Nearly eight months have passed since McCollum and Brown requested pardons, with little information coming from the governor’s office.
“I take this very seriously,” McCrory said in February, per a report in the News & Observer. “I’ve made a point to keep the politics out of that review process to let that team go at their pace without my interference.”
Governor’s spokesperson Ryan Tronovitch told the New York Times in March that the review was “extensive and ongoing.”
And yesterday in an emailed statement, governor’s counsel Bob Stephens expanded on that review:
When the Governor receives a request for a pardon of innocence, the Governor’s Office begins its own investigation of the case. This is a thorough and detail-intensive process, and it takes time to complete. We review evidence, transcripts, and other reports connected to the case. Interviews of relevant parties are also conducted. With respect to Mr. McCollum and Mr. Brown’s applications, the investigation is nearing completion.
The investigation is indeed extensive, according to Erich Hackney, an investigator with the Robeson County District Attorney’s Office.
Hackney said that he is working with the State Bureau of Investigation on two separate investigations: one into who may be responsible for the rape and murder of Sabrina Buie, and another – the “clemency investigation” – into whether McCollum and Brown are “culpable to any extent” in that rape and murder.
The request for that “culpability” determination came from the governor’s office, he added.
“Probably for the last three months, we’ve interviewed close to 20 people, re-interviewed all the prosecutors, the judges, officers, all SBI agents involved, other witnesses,” Hackney said. “We’re still reviewing the evidence, because we just got that back from this Innocence Commission three weeks ago.

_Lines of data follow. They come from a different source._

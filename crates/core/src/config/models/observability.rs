use serde::{Deserialize, Serialize};

#[derive(Debug, Clone, Serialize, Deserialize)]
#[serde(default)]
pub struct ObservabilityConfig {
    pub log_level: String,
    /// "json" 或 "pretty"
    pub log_format: String,
}

impl Default for ObservabilityConfig {
    fn default() -> Self {
        Self {
            log_level: "info".to_string(),
            log_format: "pretty".to_string(),
        }
    }
}

impl ObservabilityConfig {
    pub fn validate(&self) -> anyhow::Result<()> {
        let valid_levels = ["trace", "debug", "info", "warn", "error"];
        if !valid_levels.contains(&self.log_level.as_str()) {
            return Err(anyhow::anyhow!("无效的日志级别: {}", self.log_level));
        }

        let valid_formats = ["json", "pretty"];
        if !valid_formats.contains(&self.log_format.as_str()) {
            return Err(anyhow::anyhow!("无效的日志格式: {}", self.log_format));
        }

        Ok(())
    }
}
use serde::{Deserialize, Serialize};

#[derive(Debug, Clone, Serialize, Deserialize)]
#[serde(default)]
pub struct DispatcherConfig {
    pub enabled: bool,
    pub schedule_interval_seconds: u64,
    /// 未配置并发上限的 Labourer 每周期最多调用的任务数
    pub max_invocations_per_cycle: u32,
}

impl Default for DispatcherConfig {
    fn default() -> Self {
        Self {
            enabled: true,
            schedule_interval_seconds: 10,
            max_invocations_per_cycle: 100,
        }
    }
}

impl DispatcherConfig {
    pub fn validate(&self) -> anyhow::Result<()> {
        if self.schedule_interval_seconds == 0 {
            return Err(anyhow::anyhow!("调度间隔必须大于0"));
        }

        if self.max_invocations_per_cycle == 0 {
            return Err(anyhow::anyhow!("每周期最大调用数必须大于0"));
        }

        Ok(())
    }
}

#[derive(Debug, Clone, Serialize, Deserialize)]
#[serde(default)]
pub struct InvokerConfig {
    /// 单次HTTP调用的超时时间（秒）
    pub request_timeout_seconds: u64,
}

impl Default for InvokerConfig {
    fn default() -> Self {
        Self {
            request_timeout_seconds: 30,
        }
    }
}

impl InvokerConfig {
    pub fn validate(&self) -> anyhow::Result<()> {
        if self.request_timeout_seconds == 0 {
            return Err(anyhow::anyhow!("调用超时时间必须大于0"));
        }
        Ok(())
    }
}
pub mod labourer;
pub mod query;
pub mod task;

pub use labourer::*;
pub use query::*;
pub use task::{fields, row_i64, row_string, value_as_i64, ClosedTaskStatus, Row};
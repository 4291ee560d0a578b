//! # Scheduler Testing Utils
//!
//! Shared testing utilities for the labourer task scheduler.
//! This crate provides recording mocks for the storage, invocation and
//! ecology traits, a manually driven clock, and builders for test data.
//!
//! ## Usage
//!
//! Add this crate as a dev-dependency:
//!
//! ```toml
//! [dev-dependencies]
//! scheduler-testing-utils = { path = "../testing-utils" }
//! ```
//!
//! Then use the mocks in your tests:
//!
//! ```rust
//! use scheduler_testing_utils::mocks::*;
//! use scheduler_testing_utils::builders::LabourerBuilder;
//! ```

pub mod builders;
pub mod helpers;
pub mod mocks;

// Re-export commonly used items
pub use builders::*;
pub use helpers::*;
pub use mocks::*;
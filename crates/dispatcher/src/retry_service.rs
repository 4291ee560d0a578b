use rand::Rng;

use scheduler_core::{
    config::RetryConfig,
    models::{row_i64, Row},
};

/// 重试延迟策略：指数退避加随机抖动
#[derive(Debug, Clone)]
pub struct RetryPolicy {
    config: RetryConfig,
}

impl RetryPolicy {
    pub fn new(config: RetryConfig) -> Self {
        Self { config }
    }

    /// 第 `attempts` 次尝试失败后的等待时间（秒）
    pub fn delay_for_attempt(&self, attempts: u32) -> i64 {
        let base_interval = self.config.base_interval_seconds as f64;
        let multiplier = self.config.backoff_multiplier;
        let max_interval = self.config.max_interval_seconds as f64;
        let jitter_factor = self.config.jitter_factor;

        let exponent = attempts.saturating_sub(1).min(i32::MAX as u32) as i32;
        let exponential_interval = base_interval * multiplier.powi(exponent);
        let capped_interval = exponential_interval.min(max_interval);

        // 随机抖动避免多个实例同时重试
        let jitter = capped_interval * jitter_factor * (rand::rng().random::<f64>() - 0.5) * 2.0;
        let final_interval = (capped_interval + jitter)
            .max(base_interval)
            .min(max_interval);

        final_interval.round() as i64
    }

    /// 按任务已有的尝试次数计算延迟
    pub fn delay_for_task(&self, task: &Row, attempts_field: &str) -> i64 {
        let attempts = row_i64(task, attempts_field).unwrap_or(0).max(0);
        self.delay_for_attempt(attempts.min(u32::MAX as i64) as u32)
    }
}

impl Default for RetryPolicy {
    fn default() -> Self {
        Self::new(RetryConfig::default())
    }
}
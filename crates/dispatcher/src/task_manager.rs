//! 任务生命周期管理
//!
//! 任务在三张表之间移动：活动表、重试表与关闭表。
//! 多个调度进程之间没有共享内存，唯一的互斥点是
//! [`TaskManager::mark_task_invoked`] 的条件更新。

use std::collections::HashMap;
use std::sync::{Arc, RwLock, Weak};

use async_trait::async_trait;
use serde_json::Value;
use tracing::{debug, info, warn};
use uuid::Uuid;

use scheduler_core::{
    config::TaskManagerConfig,
    models::{
        fields, row_string, ClosedTaskStatus, Comparison, Condition, ConditionalWrite, Labourer,
        Query, Row, SortOrder, UpdateRequest,
    },
    traits::{Clock, EcologyClient, LabourerInvoker, SystemClock, TableStore, TaskQueueInspector},
    SchedulerError, SchedulerResult,
};

use crate::labourer_registry::LabourerRegistry;
use crate::stats::{StatsSnapshot, TaskManagerStats};
use crate::task_store::{construct_payload, jsonify_payload, payload_bytes, FieldMap};

/// `mark_task_invoked` 的结果
#[derive(Debug, Clone, Copy, PartialEq, Eq)]
pub enum InvocationClaim {
    /// 本实例取得了调用权
    Claimed,
    /// 其他实例已经抢先调用
    AlreadyClaimed,
}

/// `invoke_task` 的结果
#[derive(Debug, Clone, PartialEq, Eq)]
pub enum InvocationOutcome {
    Invoked { task_id: String },
    /// 并发调用被跳过，没有发出任何请求
    Skipped { task_id: String },
}

impl InvocationOutcome {
    pub fn task_id(&self) -> &str {
        match self {
            InvocationOutcome::Invoked { task_id } | InvocationOutcome::Skipped { task_id } => {
                task_id
            }
        }
    }

    pub fn is_invoked(&self) -> bool {
        matches!(self, InvocationOutcome::Invoked { .. })
    }
}

/// 任务管理器
pub struct TaskManager {
    pub(crate) store: Arc<dyn TableStore>,
    invoker: Arc<dyn LabourerInvoker>,
    ecology: Arc<dyn EcologyClient>,
    pub(crate) clock: Arc<dyn Clock>,
    pub(crate) config: TaskManagerConfig,
    pub(crate) fields: FieldMap,
    required_fields: Vec<String>,
    registry: LabourerRegistry,
    registered: RwLock<HashMap<String, Labourer>>,
    stats: TaskManagerStats,
}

And we keep getting information. It’s one of those things that once you get into it, you start peeling the layers back, you start finding other things you want to go to, then you find additional things to look at. People have gone to other places in the country, some folks have died, and we’re following up as quickly as we can as we learn things.”
A new investigation by the governor into “culpability” has some concerned that he may be caving to the political pressure inherent in the pardon process – particularly given the exhaustive review and judicial imprimatur that the McCollum and Brown cases have already received.

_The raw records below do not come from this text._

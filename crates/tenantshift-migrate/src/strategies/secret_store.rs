//! Secret-store instances: credentials are only reachable through a service
//! key, so export mints a temporary key, reads it and deletes it. Import
//! hands the captured credentials back to the broker as parameters.

use std::sync::Arc;

use async_trait::async_trait;
use tenantshift_core::{DomainMapping, ServiceInstance};
use tenantshift_platform::PlatformClient;
use tracing::{info, warn};

use crate::config::MigratorKind;
use crate::context::{Direction, Location};
use crate::error::Result;
use crate::marshaller::FileMarshaller;
use crate::pipeline::{Flow, HasGuid, HasName, HasPlan, Pipeline, Step};
use crate::strategies::managed::{CreateOrUpdateManaged, ParameterSource};
use crate::strategies::SaveRecord;

const KEY_PREFIX: &str = "tshift-export-";

/// Reads credentials through a short-lived service key.
pub struct CaptureCredentials {
    platform: Arc<dyn PlatformClient>,
    dry_run: bool,
}

impl CaptureCredentials {
    /// Step reading from `platform`.
    pub fn new(platform: Arc<dyn PlatformClient>, dry_run: bool) -> Self {
        Self { platform, dry_run }
    }
}

#[async_trait]
impl Step for CaptureCredentials {
    fn name(&self) -> &'static str {
        "capture-credentials"
    }

    async fn run(&self, instance: &mut ServiceInstance) -> Result<()> {
        if self.dry_run {
            info!(instance = %instance.name, "dry run: not creating a service key");
            return Ok(());
        }
        let key_name = format!("{}{}", KEY_PREFIX, uuid::Uuid::new_v4().simple());
        let key = self.platform.create_service_key(&instance.guid, &key_name).await?;
        let read = self.platform.get_service_key_credentials(&key.guid).await;
        if let Err(e) = self.platform.delete_service_key(&key.guid).await {
            warn!(instance = %instance.name, key = %key_name, error = %e, "failed to delete temporary service key");
        }
        instance.credentials = read?;
        Ok(())
    }
}

/// Export: capture credentials, then record.
pub fn export_flow(
    platform: Arc<dyn PlatformClient>,
    marshaller: Arc<dyn FileMarshaller>,
    location: Location,
    dry_run: bool,
) -> Flow {
    let pipeline = Pipeline::new()
        .then(CaptureCredentials::new(platform, dry_run))
        .then(SaveRecord::new(marshaller, location));
    Flow::new(MigratorKind::SecretStore, Direction::Export, pipeline)
        .require(HasName)
        .require(HasGuid)
}

/// Import: create or update with the captured credentials as parameters.
pub fn import_flow(
    platform: Arc<dyn PlatformClient>,
    location: Location,
    domains: Vec<DomainMapping>,
    dry_run: bool,
) -> Flow {
    let step = CreateOrUpdateManaged::new(platform, location, domains, dry_run)
        .parameters_from(ParameterSource::Credentials);
    Flow::new(MigratorKind::SecretStore, Direction::Import, Pipeline::new().then(step))
        .require(HasName)
        .require(HasPlan)
}
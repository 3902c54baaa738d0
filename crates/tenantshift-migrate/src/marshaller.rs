//! On-disk service-instance records and app manifests.
//!
//! Layout under the export root:
//!
//! ```text
//! <org>/<space>/<instance>.yml
//! <org>/<space>/apps/<app>.yml
//! ```

use std::fs;
use std::path::{Path, PathBuf};

use tenantshift_core::{Manifest, ServiceInstance};

use crate::error::{MigrateError, Result};

/// Extensions recognized as service-instance records.
pub const RECORD_EXTENSIONS: [&str; 3] = ["yml", "yaml", "json"];

const APPS_DIR: &str = "apps";

/// Reads and writes migration files.
pub trait FileMarshaller: Send + Sync {
    /// Writes an instance record; returns its path.
    fn save_instance(&self, org: &str, space: &str, instance: &ServiceInstance) -> Result<PathBuf>;
    /// Reads an instance record.
    fn load_instance(&self, path: &Path) -> Result<ServiceInstance>;
    /// Writes an app manifest; returns its path.
    fn save_manifest(&self, org: &str, space: &str, app: &str, manifest: &Manifest) -> Result<PathBuf>;
    /// Instance records of one space, sorted.
    fn list_instances(&self, org: &str, space: &str) -> Result<Vec<PathBuf>>;
    /// Every exported `(org, space)` pair, sorted.
    fn list_spaces(&self) -> Result<Vec<(String, String)>>;
}

/// YAML files under a root directory. Loads JSON records too.
#[derive(Debug, Clone)]
pub struct YamlMarshaller {
    root: PathBuf,
}

impl YamlMarshaller {
    /// Marshaller rooted at `root`.
    pub fn new(root: impl Into<PathBuf>) -> Self {
        Self { root: root.into() }
    }

    /// Root directory.
    pub fn root(&self) -> &Path {
        &self.root
    }

    fn space_dir(&self, org: &str, space: &str) -> PathBuf {
        self.root.join(file_name(org)).join(file_name(space))
    }

    fn write(path: &Path, contents: &str) -> Result<()> {
        if let Some(parent) = path.parent() {
            fs::create_dir_all(parent).map_err(|e| MigrateError::io(parent, e))?;
        }
        fs::write(path, contents).map_err(|e| MigrateError::io(path, e))
    }
}

impl FileMarshaller for YamlMarshaller {
    fn save_instance(&self, org: &str, space: &str, instance: &ServiceInstance) -> Result<PathBuf> {
        let path = self
            .space_dir(org, space)
            .join(format!("{}.yml", file_name(&instance.name)));
        Self::write(&path, &serde_yaml::to_string(instance)?)?;
        Ok(path)
    }

    fn load_instance(&self, path: &Path) -> Result<ServiceInstance> {
        let contents = fs::read_to_string(path).map_err(|e| MigrateError::io(path, e))?;
        match path.extension().and_then(|e| e.to_str()) {
            Some("json") => Ok(serde_json::from_str(&contents)?),
            _ => Ok(serde_yaml::from_str(&contents)?),
        }
    }

    fn save_manifest(&self, org: &str, space: &str, app: &str, manifest: &Manifest) -> Result<PathBuf> {
        let path = self
            .space_dir(org, space)
            .join(APPS_DIR)
            .join(format!("{}.yml", file_name(app)));
        Self::write(&path, &serde_yaml::to_string(manifest)?)?;
        Ok(path)
    }

    fn list_instances(&self, org: &str, space: &str) -> Result<Vec<PathBuf>> {
        let dir = self.space_dir(org, space);
        if !dir.is_dir() {
            return Ok(Vec::new());
        }
        let mut records: Vec<PathBuf> = read_dir(&dir)?
            .into_iter()
            .filter(|p| p.is_file() && is_record(p))
            .collect();
        records.sort();
        Ok(records)
    }

    fn list_spaces(&self) -> Result<Vec<(String, String)>> {
        if !self.root.is_dir() {
            return Ok(Vec::new());
        }
        let mut spaces = Vec::new();
        for org_dir in read_dir(&self.root)?.into_iter().filter(|p| p.is_dir()) {
            let Some(org) = dir_name(&org_dir) else { continue };
            for space_dir in read_dir(&org_dir)?.into_iter().filter(|p| p.is_dir()) {
                if let Some(space) = dir_name(&space_dir) {
                    spaces.push((org.clone(), space));
                }
            }
        }
        spaces.sort();
        Ok(spaces)
    }
}

/// Whether a path has a record extension.
pub fn is_record(path: &Path) -> bool {
    path.extension()
        .and_then(|e| e.to_str())
        .map(|e| RECORD_EXTENSIONS.contains(&e.to_ascii_lowercase().as_str()))
        .unwrap_or(false)
}

fn read_dir(dir: &Path) -> Result<Vec<PathBuf>> {
    let entries = fs::read_dir(dir).map_err(|e| MigrateError::io(dir, e))?;
    entries
        .map(|entry| entry.map(|e| e.path()).map_err(|e| MigrateError::io(dir, e)))
        .collect()
}

fn dir_name(path: &Path) -> Option<String> {
    path.file_name()
        .and_then(|n| n.to_str())
        .map(str::to_string)
}

fn file_name(name: &str) -> String {
    name.replace(['/', '\\'], "_")
}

The original prosecutor, Joe Freeman Britt, has publicly opposed any pardon for the men. “There is no doubt in my mind that they’re not entitled to a pardon, and there is no doubt in my mind that they’re not entitled to compensation by the taxpayers,” he said in the March New York Times story.
But attorneys involved in the case and others who work in this area say that the governor’s work has already been done for him.
“A District Attorney would not have consented to their innocence, and a judge would not have put innocence in their order, if there was any level of culpability,” said Chris Mumma, executive director of the North Carolina Center on Actual Innocence.
“Once a District Attorney who’s very familiar with the case and all the files and the law consents that they’re innocent, then the governor’s office shouldn’t need to re-open the investigation.
Ken Rose echoed that sentiment.
“It should be a simple process for the governor,” he said. “First of all, there were findings of actual innocence in the actual order, which is rare. Second, it’s extraordinarily rare where the evidence exculpates the defendant. Most of our cases fall into the other category – where there’s insufficient evidence to go forward with a retrial. Here, not only are these two guys exculpated, but the evidence powerfully and unquestionably points to the actual perpetrator of the crime.”
Mumma called the “pardon of innocence” outdated, at least as a hurdle for those otherwise exonerated and looking for compensation.
“It doesn’t really fit into the criminal justice system as we know it today,” she said. “It was developed before we had DNA, before we had the Innocence Inquiry Commission, before you could have this scientific evidence where you could identify the true perpetrator. It was designed for cases where you couldn’t get judicial relief and you couldn’t get the scientific evidence we have now.”